Now, you, I and the bedpost know Danny and Hanna will eventually transcend the “hate” part, but in the meantime local crime boss Don Zeta (David Weaver) is worried Hanna will end up with someone who’s not only unrelated but a cop to boot: Detective Cameron (Robert Bux). Little does he know that Cameron is actually in love with Zeta’s own semi-faithful wife, Valerie (Katherine Petersen).

Frye plays up the adaptation’s mobster element with stereotypical jokes and characters that would become tiresome if the tale weren’t so breezy and good-natured. Besides, the point of all this is to hear good music, and on that score, the show delivers.

Performing under Jason Hiester’s musical direction and to pianist James R. Jenkins’s sprightly accompaniment, the cast raises voices that range from good to great. Scofield’s baritone is especially aria-worthy, but other leading players hold their own.

Petersen displays fine pipes as the teasing Valerie, and her duets with her panting admirer, Bux’s Cameron, are both tuneful and sexy. Kurivial’s solos as Hanna benefit from her own sweet voice, though it’s a little odd that she suddenly develops an Appalachian-like accent when she’s not singing.

As for Frye’s lyrics, they’re fun, if occasionally silly. “You may think that it’s a joke,” Valerie sings to the seductive Cameron, “but it will end with guns and smoke.” And that sounds like Shakespeare compared to “Tippy dippy,” a line from a later song performed by the raunchy dancers who headline Danny’s club.

Then again, if you were worried about rampant silliness, you probably wouldn’t be attending this updated, gangster-filled operetta. In fact, you probably wouldn’t be attracted to opera in the first place.

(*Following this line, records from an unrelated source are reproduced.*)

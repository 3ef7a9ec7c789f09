//! Cold, cancellable, awaitable HTTP requests.
//!
//! A [`RequestObservable`] pairs a request descriptor with the one-shot
//! function that issues it. Creating one does nothing; each consumption runs
//! one independent attempt with its own cancellation handle:
//!
//! | Consumption | Value | Cancellation |
//! |-------------|-------|--------------|
//! | [`subscribe`](RequestObservable::subscribe) | `next` + `complete`, or `error` | silent `complete` |
//! | `.await` | `Ok(response)` or `Err(error)` | `Err(Error::Cancelled)` |
//! | [`stream`](RequestObservable::stream) | one `Ok` item, or one `Err` item | empty stream |
//!
//! Nothing is cached between attempts, so resubscribing is how a request is
//! retried.
//!
//! # Examples
//!
//! ```ignore
//! use rxhttp::Client;
//! use futures::StreamExt;
//!
//! let client = Client::new();
//! let todos = client.get("https://example.com/todos");
//!
//! // Await it like a future...
//! let response = todos.clone().await?;
//!
//! // ...or run it again as a stream
//! let mut stream = todos.stream();
//! while let Some(result) = stream.next().await {
//!     println!("{}", result?.status);
//! }
//! ```

use crate::client::exponential_backoff;
use crate::error::{Error, Result};
use crate::observable::{Observable, Observer, Subscriber, Subscription, Teardown};
use crate::types::{RequestConfig, Response};
use bytes::Bytes;
use futures::future::BoxFuture;
use futures::stream::BoxStream;
use futures::{FutureExt, StreamExt};
use serde::de::DeserializeOwned;
use std::future::{Future, IntoFuture};
use std::pin::Pin;
use std::sync::Arc;
use std::task::{Context, Poll};
use std::time::Duration;
use tokio_util::sync::CancellationToken;
use tracing::Instrument;
use uuid::Uuid;

/// The eager one-shot request call a [`RequestObservable`] defers.
pub type RequestFn = Arc<dyn Fn(RequestConfig) -> BoxFuture<'static, Result<Response>> + Send + Sync>;

type Decode<T> = Arc<dyn Fn(Response) -> Result<Response<T>> + Send + Sync>;

/// Supplies the fallback external cancellation signal, read once per attempt.
pub type CancelSource = Arc<dyn Fn() -> Option<CancellationToken> + Send + Sync>;

#[derive(Debug, Clone, Copy)]
struct RetryPolicy {
    max_retries: u32,
    base_delay: Duration,
}

/// A lazy HTTP request that can be subscribed to, streamed, or awaited.
///
/// Cloning is cheap and yields the same recipe; every subscription, stream
/// or `await` issues its own request.
pub struct RequestObservable<T = Bytes> {
    config: RequestConfig,
    request_fn: RequestFn,
    decode: Decode<T>,
    retry: Option<RetryPolicy>,
    cancel_source: Option<CancelSource>,
}

impl<T> Clone for RequestObservable<T> {
    fn clone(&self) -> Self {
        RequestObservable {
            config: self.config.clone(),
            request_fn: self.request_fn.clone(),
            decode: self.decode.clone(),
            retry: self.retry,
            cancel_source: self.cancel_source.clone(),
        }
    }
}

impl RequestObservable<Bytes> {
    /// Defer `request_fn(config)` until consumption.
    ///
    /// Never fails and performs no I/O.
    pub fn create(config: RequestConfig, request_fn: RequestFn) -> Self {
        RequestObservable {
            config,
            request_fn,
            decode: Arc::new(|response: Response| -> Result<Response> { Ok(response) }),
            retry: None,
            cancel_source: None,
        }
    }

    /// Fall back to the token returned by `source` when the descriptor
    /// carries none of its own.
    ///
    /// `source` runs at the start of every attempt, so a facade can hand in
    /// whatever token its defaults hold at that moment.
    pub fn with_cancel_source(mut self, source: CancelSource) -> Self {
        self.cancel_source = Some(source);
        self
    }

    /// Decode each response body as JSON into `U`.
    ///
    /// A body that does not decode fails the attempt with [`Error::Decode`].
    pub fn json<U>(self) -> RequestObservable<U>
    where
        U: DeserializeOwned + Send + 'static,
    {
        RequestObservable {
            config: self.config,
            request_fn: self.request_fn,
            decode: Arc::new(|response: Response| response.json::<U>()),
            retry: self.retry,
            cancel_source: self.cancel_source,
        }
    }
}
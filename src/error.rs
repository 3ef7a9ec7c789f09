//! Error types and result handling.
//!
//! Every failure a subscriber or awaiter can observe is an [`Error`]. The
//! taxonomy follows the two cases callers care about:
//!
//! | Kind | Surfaced as |
//! |------|-------------|
//! | Transport failure ([`Error::Http`], [`Error::Timeout`], [`Error::Status`], ...) | `error` callback / `Err` from `await` |
//! | Cancellation ([`Error::Cancelled`]) | silent completion for subscribers |
//!
//! Use [`Error::is_cancel`] to classify a failure as a cancellation, and
//! [`Error::is_retryable`] to decide whether resubscribing is worthwhile.

use crate::client::is_retryable_status;
use crate::types::Response;
use thiserror::Error;

/// Result type used throughout the crate.
pub type Result<T> = std::result::Result<T, Error>;

/// Errors produced while issuing a request.
#[derive(Debug, Error)]
pub enum Error {
    /// The request was cancelled before it settled.
    #[error("request cancelled")]
    Cancelled,

    /// The transport failed to produce a response.
    #[error("HTTP transport error: {0}")]
    Http(String),

    /// The transport gave up waiting for a response.
    #[error("request timed out")]
    Timeout,

    /// A response arrived but its status failed validation.
    #[error("request failed with status code {status}")]
    Status {
        /// Status code of the rejected response
        status: u16,
        /// The full response, including the originating request config
        response: Box<Response>,
    },

    /// The request URL could not be built.
    #[error("invalid URL: {0}")]
    InvalidUrl(String),

    /// An interceptor rejected the request or response.
    #[error("interceptor error: {0}")]
    Interceptor(String),

    /// The response body could not be decoded into the requested type.
    #[error("decode error: {0}")]
    Decode(String),
}

impl Error {
    /// Returns true if this failure means the request was cancelled.
    pub fn is_cancel(&self) -> bool {
        matches!(self, Error::Cancelled)
    }

    /// Returns true if resubscribing to the same request may succeed.
    pub fn is_retryable(&self) -> bool {
        match self {
            Error::Http(_) | Error::Timeout => true,
            Error::Status { status, .. } => is_retryable_status(*status),
            _ => false,
        }
    }

    /// The response attached to a status failure, if any.
    pub fn response(&self) -> Option<&Response> {
        match self {
            Error::Status { response, .. } => Some(response.as_ref()),
            _ => None,
        }
    }
}

impl From<reqwest::Error> for Error {
    fn from(err: reqwest::Error) -> Self {
        if err.is_timeout() {
            Error::Timeout
        } else {
            Error::Http(err.to_string())
        }
    }
}

impl From<url::ParseError> for Error {
    fn from(err: url::ParseError) -> Self {
        Error::InvalidUrl(err.to_string())
    }
}

impl From<serde_json::Error> for Error {
    fn from(err: serde_json::Error) -> Self {
        Error::Decode(err.to_string())
    }
}
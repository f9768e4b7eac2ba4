pub mod context;
pub mod error;
pub mod types;

pub use context::OperationContext;
pub use error::{BoxError, ContextError, Result, ShardError};
pub use types::{ShardBackupType, Table, qualified_name};
use crate::config::BackupConfig;
use crate::core::{OperationContext, Result, ShardBackupType, ShardError, Table};
use crate::sharding::{BackupSharder, Querier, ReplicaDeterminer};
use crate::version::{Versioner, can_shard_operation};
use std::sync::Arc;
use tracing::{Instrument, debug, info, info_span};

/// Decides, per table, whether this replica takes a full or a schema-only backup.
pub struct Backuper {
    config: BackupConfig,
    versioner: Arc<dyn Versioner>,
    sharder: Arc<dyn BackupSharder>,
}

impl Backuper {
    /// Creates a backuper that shards with [`ReplicaDeterminer::fnv_hash_mod`] over `querier`.
    pub fn new(
        config: BackupConfig,
        versioner: Arc<dyn Versioner>,
        querier: Arc<dyn Querier>,
    ) -> Self {
        Self {
            config,
            versioner,
            sharder: Arc::new(ReplicaDeterminer::fnv_hash_mod(querier)),
        }
    }

    /// Replaces the version source.
    pub fn with_versioner(mut self, versioner: Arc<dyn Versioner>) -> Self {
        self.versioner = versioner;
        self
    }

    /// Replaces the shard determination strategy.
    pub fn with_backup_sharder(mut self, sharder: Arc<dyn BackupSharder>) -> Self {
        self.sharder = sharder;
        self
    }

    pub fn config(&self) -> &BackupConfig {
        &self.config
    }

    /// Populates `backup_type` for every table.
    ///
    /// Tables start as [`ShardBackupType::Full`]. With sharded operation enabled, the server
    /// version is checked, shards are determined, and tables outside the local shard become
    /// [`ShardBackupType::Schema`]. Any error aborts the whole batch and leaves every table
    /// `Full`; callers must discard the batch rather than proceed with it.
    pub async fn populate_backup_shard_field(
        &self,
        ctx: &OperationContext,
        tables: &mut [Table],
    ) -> Result<()> {
        for table in tables.iter_mut() {
            table.backup_type = ShardBackupType::Full;
        }
        if !self.config.sharded_operation {
            debug!(
                tables = tables.len(),
                "sharded operation disabled, backing up all tables in full"
            );
            return Ok(());
        }

        let span = info_span!("populate_backup_shard_field", tables = tables.len());
        async {
            can_shard_operation(ctx, self.versioner.as_ref()).await?;
            let assignment = self.sharder.determine_shards(ctx).await?;

            let in_shard = tables
                .iter()
                .map(|table| assignment.in_shard(&table.database, &table.name))
                .collect::<Result<Vec<_>>>()?;

            let mut schema_only = 0usize;
            for (table, in_shard) in tables.iter_mut().zip(in_shard) {
                if !in_shard {
                    table.backup_type = ShardBackupType::Schema;
                    schema_only += 1;
                }
            }
            info!(
                full = tables.len() - schema_only,
                schema_only, "applied backup shard assignment"
            );
            Ok::<(), ShardError>(())
        }
        .instrument(span)
        .await
    }
}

Opera on the Edge (a collaboration Shadowbox Life and Opera Columbus) will present The Merry Widow through Nov. 17 and Jan. 11 through Feb. 2 at the Backstage Bistro, 503 S. Front St. Show times are 4 p.m. Saturday and 5 p.m. Sunday. Running time: 1 hour, 20 minutes. Tickets are free (selected seats are $10); reservations are recommended. 614-416-7625 or shadowboxlive.org.